» Description of the task: So that the copy matches the original, retype each line of the material below exactly.

*** Begin section ***

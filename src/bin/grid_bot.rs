//! Grid Ladder Bot Binary
//!
//! Replays a quote file through the grid ladder strategy against the
//! in-process paper broker.
//!
//! ## Setup
//!
//! 1. Copy `config.example.toml` to `config.toml` and point `[feed] path`
//!    at a `time,bid,ask` CSV file.
//!
//! 2. Optionally override settings in a `.env` file or the environment:
//!    ```text
//!    APP_STRATEGY__PIP_STEP=20
//!    RUST_LOG=debug
//!    ```
//!
//! 3. Run the bot:
//!    ```bash
//!    cargo run --bin grid_bot -- config.toml
//!    ```

use std::path::Path;

use grid_ladder_bot::runner::BotRunner;

#[tokio::main]
async fn main() -> Result<(), Box<dyn std::error::Error>> {
    // Load .env file
    dotenvy::dotenv().ok();

    let args: Vec<String> = std::env::args().collect();
    let default_config = "config.toml".to_string();
    let config_path = args.get(1).unwrap_or(&default_config);
    if !Path::new(config_path).exists() {
        eprintln!(
            "Config file '{}' not found. Copy config.example.toml to get started.",
            config_path
        );
        std::process::exit(1);
    }

    let runner = BotRunner::new(config_path)?;

    match runner.run().await {
        Ok(stats) => {
            println!(
                "Done: {} ticks, {} opened, {} closed, {} stopped out, realized {:.2}",
                stats.ticks, stats.opened, stats.closed, stats.stopped_out, stats.realized_profit
            );
        }
        Err(e) => {
            eprintln!("Bot execution error: {}", e);
            std::process::exit(1);
        }
    }

    Ok(())
}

*** End section ***

» Response below:
filename src/bin/grid_bot.rs
//! Grid Ladder Bot Binary
//!
//! Replays a quote file through the grid ladder strategy against the
//! in-process paper broker.
//!
//! ## Setup
//!
//! 1. Copy `config.example.toml` to `config.toml` and point `[feed] path`
//!    at a `time,bid,ask` CSV file.
//!
//! 2. Optionally override settings in a `.env` file or the environment:
//!    ```text
//!    APP_STRATEGY__PIP_STEP=20
//!    RUST_LOG=debug
//!    ```
//!
//! 3. Run the bot:
//!    ```bash
//!    cargo run --bin grid_bot -- config.toml
//!    ```

use std::path::Path;

use grid_ladder_bot::runner::BotRunner;

#[tokio::main]
async fn main() -> Result<(), Box<dyn std::error::Error>> {
    // Load .env file
    dotenvy::dotenv().ok();

    let args: Vec<String> = std::env::args().collect();
    let default_config = "config.toml".to_string();
    let config_path = args.get(1).unwrap_or(&default_config);
    if !Path::new(config_path).exists() {
        eprintln!(
            "Config file '{}' not found. Copy config.example.toml to get started.",
            config_path
        );
        std::process::exit(1);
    }

    let runner = BotRunner::new(config_path)?;

    match runner.run().await {
        Ok(stats) => {
            println!(
                "Done: {} ticks, {} opened, {} closed, {} stopped out, realized {:.2}",
                stats.ticks, stats.opened, stats.closed, stats.stopped_out, stats.realized_profit
            );
        }
        Err(e) => {
            eprintln!("Bot execution error: {}", e);
            std::process::exit(1);
        }
    }

    Ok(())
}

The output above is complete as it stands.